There are two parts to a metrics event reporter The subscription has three components

  1. sourceFilter: Which components to write metrics for. This is a regular expression.
    • ctrl_client: Special marker for the controller
    • Router ID: Get metrics for one and only one router
    • .*: Get metrics from the controller and all routers
  2. metricFilter: Which metrics to report. This is a regular expression
    • .*pool.*: Report only pool metrics
    • .*: Report all metrics
Example:
events:
allControllerMetrics:
subscriptions:
- type: metrics
sourceFilter: ctrl_client
metricFilter: .*
justEdgeRouterPoolMetrics:
subscriptions:
- type: metrics
sourceFilter: .*
metricFilter: .*pool.*

Metrics Handling

The metrics handler defined how metrics are to be written. It is comprised of:

  1. type: The type of handler. Supported types are:
  • file: Metrics will be written to a file
  1. maxsizemb: File rolling - log files will be rolled when they reach this size. Default size is 10mb.
  2. maxbackups File rolling - the number of files to keep. Default is 0 (unlimited).
  3. format: The format of the metric. Supported formats are: json
  4. path: The name of the file to write metrics to
File Rolling

files are rolled when they reach a size of maxsizemb. Files are renamed from name.log to name-iso8601.log

For example, name-2022-06-07T18-50-44.568.log

Example

Write 100mb files, saving 2 of them.

    handler:
type: file
format: json
maxsizemb: 100
maxbackups: 2
path: /tmp/controller-metrics.log

Putting it all together

Controller configuration file:

metrics:
reportInterval: 20s

events:
allControllerMetrics:
subscriptions:
- type: metrics
sourceFilter: ctrl_client
metricFilter: .*
handler:
type: file
format: json
maxsizemb: 50
maxbackups: 2
path: /tmp/controller-metrics.log

justPoolMetrics:
subscriptions:
- type: metrics
sourceFilter: .*
metricFilter: .*pool.*
handler:
type: file
format: json
maxsizemb: 100
maxbackups: 5
path: /tmp/router-pool-metrics.log

Router configuration files:

metrics:
reportInterval: 20s

Types of Metrics Reported

OpenZiti is instrumenting more code and adding additional metrics all of the time. This section will describe the different types of metrics that OpenZiti reports, not individual metric names.

intValue/floatValue

A gauge of a single value. The value is the current metric value, and can go up and down over time

Histogram

Histogram metrics utilize the Go metrics module, and are set to a 128 sample exponentially decaying bucket with a alpha value of .015. This is important to understand, especially in reference to minimum and maximum values. The bucket is sample bound, not time bound. In practice this means one will often see a maximum or minimum value that carries on for several time samples; this is expected behavior. For example, link latency is measured every 10 seconds by default. This means a maximum value can be in place for 21:40 minutes (128 * 10s). When viewing the measurements, it is important to keep this in mind, as it may appear that a low or high value is more prevalent than it actually is, if you are familiar with thinking of time bound buckets. The histogram implementation allows for extremely fast and memory efficient data collection. As some of the metrics are multiplied by multiple levels of cardinality, it is critical to maintaining the operations of the software.

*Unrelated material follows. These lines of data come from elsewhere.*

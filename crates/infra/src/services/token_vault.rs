use aes_gcm::{
    Aes256Gcm,
    Key,
    Nonce,
    aead::{Aead, AeadCore, KeyInit, OsRng},
};
use anyhow::{Context, anyhow};
use tracing::warn;

const NONCE_LEN: usize = 12;

/// Symmetric AEAD over stored OAuth tokens.
///
/// Everything outside this module only ever sees ciphertext; the sealed form
/// is hex of `nonce || ciphertext`.
#[derive(Clone)]
pub struct TokenVault {
    key: Key<Aes256Gcm>,
}

impl TokenVault {
    /// Build the vault from a 64-char hex key, or generate an ephemeral key
    /// when none is configured. With an ephemeral key previously stored
    /// tokens become unreadable after a restart, so warn loudly.
    pub fn from_config(configured_key: Option<&str>) -> anyhow::Result<Self> {
        let key = match configured_key {
            Some(hex_key) => {
                let bytes = hex::decode(hex_key).context("token vault key is not valid hex")?;
                if bytes.len() != 32 {
                    return Err(anyhow!("token vault key must be 32 bytes (64 hex chars)"));
                }
                *Key::<Aes256Gcm>::from_slice(&bytes)
            }
            None => {
                warn!(
                    "No token vault key configured - generated an ephemeral one. \
                     Stored tokens will not survive a restart."
                );
                Aes256Gcm::generate_key(&mut OsRng)
            }
        };
        Ok(Self { key })
    }

    pub fn seal(&self, plaintext: &str) -> anyhow::Result<String> {
        let cipher = Aes256Gcm::new(&self.key);
        let nonce = Aes256Gcm::generate_nonce(&mut OsRng);
        let ciphertext = cipher
            .encrypt(&nonce, plaintext.as_bytes())
            .map_err(|e| anyhow!("failed to seal token: {:?}", e))?;

        let mut sealed = nonce.to_vec();
        sealed.extend_from_slice(&ciphertext);
        Ok(hex::encode(sealed))
    }

    pub fn open(&self, sealed: &str) -> anyhow::Result<String> {
        let bytes = hex::decode(sealed).context("sealed token is not valid hex")?;
        if bytes.len() < NONCE_LEN {
            return Err(anyhow!("sealed token is too short"));
        }
        let (nonce, ciphertext) = bytes.split_at(NONCE_LEN);

        let cipher = Aes256Gcm::new(&self.key);
        let plaintext = cipher
            .decrypt(Nonce::from_slice(nonce), ciphertext)
            .map_err(|e| anyhow!("failed to open token: {:?}", e))?;

        String::from_utf8(plaintext).context("token plaintext is not utf-8")
    }
}

#[cfg(test)]
mod test {
    use super::*;

    #[test]
    fn seals_and_opens_a_token() {
        let vault = TokenVault::from_config(None).unwrap();
        let sealed = vault.seal("ya29.secret-access-token").unwrap();
        assert_ne!(sealed, "ya29.secret-access-token");
        assert_eq!(vault.open(&sealed).unwrap(), "ya29.secret-access-token");
    }

    #[test]
    fn sealing_twice_gives_different_ciphertext() {
        let vault = TokenVault::from_config(None).unwrap();
        let s1 = vault.seal("token").unwrap();
        let s2 = vault.seal("token").unwrap();
        assert_ne!(s1, s2);
    }

    #[test]
    fn rejects_tampered_ciphertext() {
        let vault = TokenVault::from_config(None).unwrap();
        let mut sealed = vault.seal("token").unwrap();
        let tail = if sealed.ends_with("00") { "11" } else { "00" };
        sealed.replace_range(sealed.len() - 2.., tail);
        assert!(vault.open(&sealed).is_err());
    }

    #[test]
    fn accepts_a_configured_hex_key() {
        let key = "11".repeat(32);
        let vault = TokenVault::from_config(Some(&key)).unwrap();
        let sealed = vault.seal("token").unwrap();
        let reopened = TokenVault::from_config(Some(&key)).unwrap();
        assert_eq!(reopened.open(&sealed).unwrap(), "token");

        assert!(TokenVault::from_config(Some("deadbeef")).is_err());
        assert!(TokenVault::from_config(Some("zz")).is_err());
    }
}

An exponentially decaying histogram means that as the samples age across the 128 sample window, they are weighted less than the newer samples. This makes functions, such as the mean, which is often used, able to respond more quickly to changes than a straight sliding window. An alpha value of .015 means that the sample weights range from 1 (the newest sample) to approximately .93. This means that when calculating the mean, the oldest sample in the window is weighted to 93%, reducing its contribution to the function.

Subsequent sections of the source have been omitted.